__Information shown__
pub fn insert_identity(
    conn: &Connection,
    login: &str,
    email: Option<&str>,
    password_hash: &str,
    display_name: Option<&str>,
) -> Result<Identity> {
    let identity = Identity {
        id: new_id(),
        login: login.to_string(),
        email: email.map(str::to_string),
        password_hash: password_hash.to_string(),
        display_name: display_name.map(str::to_string),
        created_at: unix_now(),
    };
    conn.execute(
        "INSERT INTO identities (id, login, email, password_hash, display_name, created_at, updated_at)
         VALUES (?1, ?2, ?3, ?4, ?5, ?6, ?6)",
        params![
            identity.id,
            identity.login,
            identity.email,
            identity.password_hash,
            identity.display_name,
            identity.created_at
        ],
    )?;
    Ok(identity)
}

pub fn find_identity_by_login(conn: &Connection, login: &str) -> Result<Option<Identity>> {
    let sql = format!("SELECT {IDENTITY_COLUMNS} FROM identities WHERE login = ?1");
    Ok(conn.query_row(&sql, params![login], identity_from_row).optional()?)
}

pub fn get_identity(conn: &Connection, id: &str) -> Result<Option<Identity>> {
    let sql = format!("SELECT {IDENTITY_COLUMNS} FROM identities WHERE id = ?1");
    Ok(conn.query_row(&sql, params![id], identity_from_row).optional()?)
}

pub fn update_identity_profile(
    conn: &Connection,
    id: &str,
    login: &str,
    display_name: Option<&str>,
) -> Result<()> {
    conn.execute(
        "UPDATE identities SET login = ?2, display_name = ?3, updated_at = ?4 WHERE id = ?1",
        params![id, login, display_name, unix_now()],
    )?;
    Ok(())
}

pub fn update_password_hash(conn: &Connection, id: &str, password_hash: &str) -> Result<()> {
    conn.execute(
        "UPDATE identities SET password_hash = ?2, updated_at = ?3 WHERE id = ?1",
        params![id, password_hash, unix_now()],
    )?;
    Ok(())
}

pub fn delete_identity(conn: &Connection, id: &str) -> Result<bool> {
    let removed = conn.execute("DELETE FROM identities WHERE id = ?1", params![id])?;
    Ok(removed > 0)
}

pub fn grant_role(conn: &Connection, identity_id: &str, role: &str) -> Result<()> {
    conn.execute(
        "INSERT OR IGNORE INTO user_roles (identity_id, role) VALUES (?1, ?2)",
        params![identity_id, role],
    )?;
    Ok(())
}

pub fn has_role(conn: &Connection, identity_id: &str, role: &str) -> Result<bool> {
    let found: Option<i64> = conn
        .query_row(
            "SELECT 1 FROM user_roles WHERE identity_id = ?1 AND role = ?2",
            params![identity_id, role],
            |row| row.get(0),
        )
        .optional()?;
    Ok(found.is_some())
}

pub fn insert_session(
    conn: &Connection,
    token: &str,
    identity_id: &str,
    expires_at: i64,
) -> Result<()> {
    conn.execute(
        "INSERT INTO sessions (token, identity_id, expires_at, created_at) VALUES (?1, ?2, ?3, ?4)",
        params![token, identity_id, expires_at, unix_now()],
    )?;
    Ok(())
}

/// Identity id behind a session token that has not expired at `now`.
pub fn find_session_identity(conn: &Connection, token: &str, now: i64) -> Result<Option<String>> {
    Ok(conn
        .query_row(
            "SELECT identity_id FROM sessions WHERE token = ?1 AND expires_at > ?2",
            params![token, now],
            |row| row.get(0),
        )
        .optional()?)
}

pub fn delete_session(conn: &Connection, token: &str) -> Result<bool> {
    let removed = conn.execute("DELETE FROM sessions WHERE token = ?1", params![token])?;
    Ok(removed > 0)
}

pub fn delete_sessions_for(conn: &Connection, identity_id: &str) -> Result<usize> {
    Ok(conn.execute("DELETE FROM sessions WHERE identity_id = ?1", params![identity_id])?)
}

pub fn purge_expired_sessions(conn: &Connection, now: i64) -> Result<usize> {
    Ok(conn.execute("DELETE FROM sessions WHERE expires_at <= ?1", params![now])?)
}

// ---------------------------------------------------------------------------
// Accounts

const ACCOUNT_COLUMNS: &str = "id, username, name, contact, folder_path, selection_limit, \
                               is_finalized, last_login, created_at, updated_at";

fn account_from_row(row: &Row<'_>) -> rusqlite::Result<Account> {
    Ok(Account {
        id: row.get(0)?,
        username: row.get(1)?,
        name: row.get(2)?,
        contact: row.get(3)?,
        folder_path: row.get(4)?,
        selection_limit: row.get(5)?,
        is_finalized: row.get(6)?,
        last_login: row.get(7)?,
        created_at: row.get(8)?,
        updated_at: row.get(9)?,
    })
}

pub fn list_accounts(conn: &Connection) -> Result<Vec<Account>> {
    let sql = format!("SELECT {ACCOUNT_COLUMNS} FROM users ORDER BY created_at DESC, rowid DESC");
    let mut stmt = conn.prepare(&sql)?;
    let rows = stmt.query_map([], account_from_row)?;
    Ok(rows.collect::<rusqlite::Result<Vec<_>>>()?)
}

pub fn get_account(conn: &Connection, id: &str) -> Result<Option<Account>> {
    let sql = format!("SELECT {ACCOUNT_COLUMNS} FROM users WHERE id = ?1");
    Ok(conn.query_row(&sql, params![id], account_from_row).optional()?)
}

pub fn find_account_by_username(conn: &Connection, username: &str) -> Result<Option<Account>> {
    let sql = format!("SELECT {ACCOUNT_COLUMNS} FROM users WHERE username = ?1");
    Ok(conn.query_row(&sql, params![username], account_from_row).optional()?)
}

pub fn insert_account(conn: &Connection, id: &str, fields: &AccountFields) -> Result<Account> {
    let now = unix_now();
    conn.execute(
        "INSERT INTO users (id, username, name, contact, folder_path, selection_limit, created_at, updated_at)
         VALUES (?1, ?2, ?3, ?4, ?5, ?6, ?7, ?7)",
        params![
            id,
            fields.username,
            fields.name,
            fields.contact,
            fields.folder_path,
            fields.selection_limit,
            now
        ],
    )?;
    Ok(Account {
        id: id.to_string(),
        username: fields.username.clone(),
        name: fields.name.clone(),
        contact: fields.contact.clone(),
        folder_path: fields.folder_path.clone(),
        selection_limit: fields.selection_limit,
        is_finalized: false,
        last_login: None,
        created_at: now,
        updated_at: now,
    })
}

/// Returns the updated account, or `None` when no account has this id.
pub fn update_account(conn: &Connection, id: &str, fields: &AccountFields) -> Result<Option<Account>> {
    let changed = conn.execute(
        "UPDATE users SET username = ?2, name = ?3, contact = ?4, folder_path = ?5,
                          selection_limit = ?6, updated_at = ?7
         WHERE id = ?1",
        params![
            id,
            fields.username,
            fields.name,
            fields.contact,
            fields.folder_path,
            fields.selection_limit,
            unix_now()
        ],
    )?;
    if changed == 0 {
        return Ok(None);
    }
    get_account(conn, id)
}

pub fn set_finalized(conn: &Connection, id: &str, finalized: bool) -> Result<bool> {
    let changed = conn.execute(
        "UPDATE users SET is_finalized = ?2, updated_at = ?3 WHERE id = ?1",
        params![id, finalized, unix_now()],
    )?;
    Ok(changed > 0)
}

pub fn is_finalized(conn: &Connection, id: &str) -> Result<bool> {
    let finalized: Option<bool> = conn
        .query_row(
            "SELECT is_finalized FROM users WHERE id = ?1",
            params![id],
            |row| row.get(0),
        )
        .optional()?;
    Ok(finalized.unwrap_or(false))
}

/// Flips an open account to finalized. Returns false when it was already finalized.
pub fn claim_finalization(conn: &Connection, id: &str) -> Result<bool> {
    let changed = conn.execute(
        "UPDATE users SET is_finalized = 1, updated_at = ?2 WHERE id = ?1 AND is_finalized = 0",
        params![id, unix_now()],
    )?;
    Ok(changed > 0)
}

pub fn touch_last_login(conn: &Connection, id: &str) -> Result<()> {
    conn.execute(
        "UPDATE users SET last_login = ?2 WHERE id = ?1",
        params![id, unix_now()],
    )?;
    Ok(())
}

pub fn delete_account(conn: &Connection, id: &str) -> Result<bool> {
    let removed = conn.execute("DELETE FROM users WHERE id = ?1", params![id])?;
    Ok(removed > 0)
}

pub fn count_accounts(conn: &Connection) -> Result<i64> {
    Ok(conn.query_row("SELECT COUNT(*) FROM users", [], |row| row.get(0))?)
}

pub fn count_finalized_accounts(conn: &Connection) -> Result<i64> {
    Ok(conn.query_row(
        "SELECT COUNT(*) FROM users WHERE is_finalized = 1",
        [],
        |row| row.get(0),
    )?)
}

// ---------------------------------------------------------------------------
// Photos

const PHOTO_COLUMNS: &str =
    "id, file_name, folder_path, full_url, thumbnail_url, file_size, width, height, created_at";

fn photo_from_row(row: &Row<'_>) -> rusqlite::Result<Photo> {
    photo_at(row, 0)
}

/// Reads the photo columns starting at column `at`, for joined queries.
fn photo_at(row: &Row<'_>, at: usize) -> rusqlite::Result<Photo> {
    Ok(Photo {
        id: row.get(at)?,
        file_name: row.get(at + 1)?,
        folder_path: row.get(at + 2)?,
        full_url: row.get(at + 3)?,
        thumbnail_url: row.get(at + 4)?,
        file_size: row.get(at + 5)?,
        width: row.get(at + 6)?,
        height: row.get(at + 7)?,
        created_at: row.get(at + 8)?,
    })
}

pub fn list_photos(conn: &Connection) -> Result<Vec<Photo>> {
    let sql = format!("SELECT {PHOTO_COLUMNS} FROM photos ORDER BY created_at DESC, rowid DESC");
    let mut stmt = conn.prepare(&sql)?;
    let rows = stmt.query_map([], photo_from_row)?;
    Ok(rows.collect::<rusqlite::Result<Vec<_>>>()?)
}

pub fn list_photos_in_folder(conn: &Connection, folder_path: &str) -> Result<Vec<Photo>> {
    let sql = format!(
        "SELECT {PHOTO_COLUMNS} FROM photos WHERE folder_path = ?1 ORDER BY file_name, rowid"
    );
    let mut stmt = conn.prepare(&sql)?;
    let rows = stmt.query_map(params![folder_path], photo_from_row)?;
    Ok(rows.collect::<rusqlite::Result<Vec<_>>>()?)
}

/// Whether the photo exists and, when `folder_path` is given, lives in that folder.
pub fn photo_visible(conn: &Connection, id: &str, folder_path: Option<&str>) -> Result<bool> {
    let found: Option<i64> = conn
        .query_row(
            "SELECT 1 FROM photos WHERE id = ?1 AND (?2 IS NULL OR folder_path = ?2)",
            params![id, folder_path],
            |row| row.get(0),
        )
        .optional()?;
    Ok(found.is_some())
}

__Problem to work on__
The lines above, from the start of the records through the one containing "display_name, created_at, updated_at)", are to be printed exactly, and nothing else is to be included.

__Solved problem__
pub fn insert_identity(
    conn: &Connection,
    login: &str,
    email: Option<&str>,
    password_hash: &str,
    display_name: Option<&str>,
) -> Result<Identity> {
    let identity = Identity {
        id: new_id(),
        login: login.to_string(),
        email: email.map(str::to_string),
        password_hash: password_hash.to_string(),
        display_name: display_name.map(str::to_string),
        created_at: unix_now(),
    };
    conn.execute(
        "INSERT INTO identities (id, login, email, password_hash, display_name, created_at, updated_at)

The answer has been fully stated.